AI turns connected cars into pothole-finding machines

CAPE ELIZABETH, ME - FEBRUARY 22: A car drives past a pothole on Forest Ave. in Portland Tuesday, February 22, 2022. (Shawn Patrick Ouellette/Portland Press Herald via Getty Images)

Potholes are a nagging problem — just ask scooter company Lime, which listed them as an official risk to its business in its IPO last week.

History is littered with claims that technology can help solve or blunt the problem of potholes, and they still persist. But as cars are increasingly filled with advanced sensors, they are becoming a tool that can quickly alert cities to potholes and other municipal problems.

Last month, Waymo and Waze announced a pilot program to share potholes with local authorities. Now, fleet management company Samsara says it’s expanding on that idea with its own AI-powered offering, which it calls “Ground Intelligence.”

Samsara has spent the last decade providing its customers with cameras to install in millions of trucks for driver monitoring, theft prevention and claims assistance. The San Francisco-based company has taken all that data and trained its own model that can detect several different types of holes and determine how quickly they’re deteriorating.

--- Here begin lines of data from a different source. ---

use actix_web::{web, HttpResponse};
use serde::Serialize;
use time::OffsetDateTime;

use super::transactions::TransactionView;
use crate::auth::permissions::ViewDashboard;
use crate::error::AppError;
use crate::extractors::Authorized;
use crate::http::envelope;
use crate::services::dashboard;
use crate::services::finance::{Totals, YearSummary};
use crate::state::app_state::AppState;

#[derive(Debug, Serialize)]
#[serde(rename_all = "camelCase")]
struct DashboardResponse {
    total_income: i64,
    total_expense: i64,
    balance: i64,
    verified_donations: i64,
    pending_donations: u64,
    published_news: u64,
    active_programs: u64,
    monthly: YearSummary,
    recent_transactions: Vec<TransactionView>,
}

async fn overview(
    _user: Authorized<ViewDashboard>,
    app_state: web::Data<AppState>,
) -> Result<HttpResponse, AppError> {
    let year = OffsetDateTime::now_utc().year();
    let stats = dashboard::stats(app_state.db(), year).await?;
    let Totals {
        income,
        expense,
        balance,
    } = stats.totals;

    Ok(envelope::ok(DashboardResponse {
        total_income: income,
        total_expense: expense,
        balance,
        verified_donations: stats.verified_donations,
        pending_donations: stats.pending_donations,
        published_news: stats.published_news,
        active_programs: stats.active_programs,
        monthly: stats.year,
        recent_transactions: stats
            .recent_transactions
            .into_iter()
            .map(TransactionView::from)
            .collect(),
    }))
}

pub fn configure_routes(cfg: &mut web::ServiceConfig) {
    cfg.route("", web::get().to(overview));
}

The idea is that Samsara-equipped trucks are far more widespread than Waymo’s robotaxi fleet, which currently stands at around 3,000 vehicles. Even as this number grows, Samsara believes it will be able to collect more data and, crucially, more repeat data from the same locations showing how holes change over time.

Samsara believes this data will be valuable to cities — the company announced Tuesday that the city of Chicago is already under contract as a customer — and that it will be the first in a series of insights and data points to be offered in Ground Intelligence. Other potential features include detecting graffiti, broken guardrails, low-hanging power lines or really “anything we can observe that has relevance to a city or also to the private sector,” said Samsara’s vice president of product, Johan Land.

Typically, Land said, cities must either send workers or sift through hundreds of 311 calls to find these problems. It’s very noisy. Samsara’s pitch is that it can deliver the signal, and quickly, because of the large number of commercial trucks and vans already using its cameras.

Ground Intelligence acts as a dashboard. It proactively populates alerts on a map of developing potholes and other potential problems. It also allows cities to pull anonymized footage from vehicle cameras to confirm citizen reports of broken street signs, clogged sewers or other public infrastructure problems.

“That’s the magic here, it takes a process that was reactive and makes it proactive,” Land said. “That means you don’t just go and fix a hole. You plan it: ‘I know where all the holes are in this area. I’m going to go out and fix them one by one, in one fell swoop’.”

Samsara is also thinking of other ways to leverage this mobile municipal surveillance network it has built. On Tuesday, it announced a product called Waste Intelligence, which makes it easier for waste management companies to quickly confirm whether their customers’ waste or recycling was picked up. Samsara also announced a “ridership management” offering, which can help alert bus drivers to “unexpected boarding events” or create a “digital manifest” for school buses.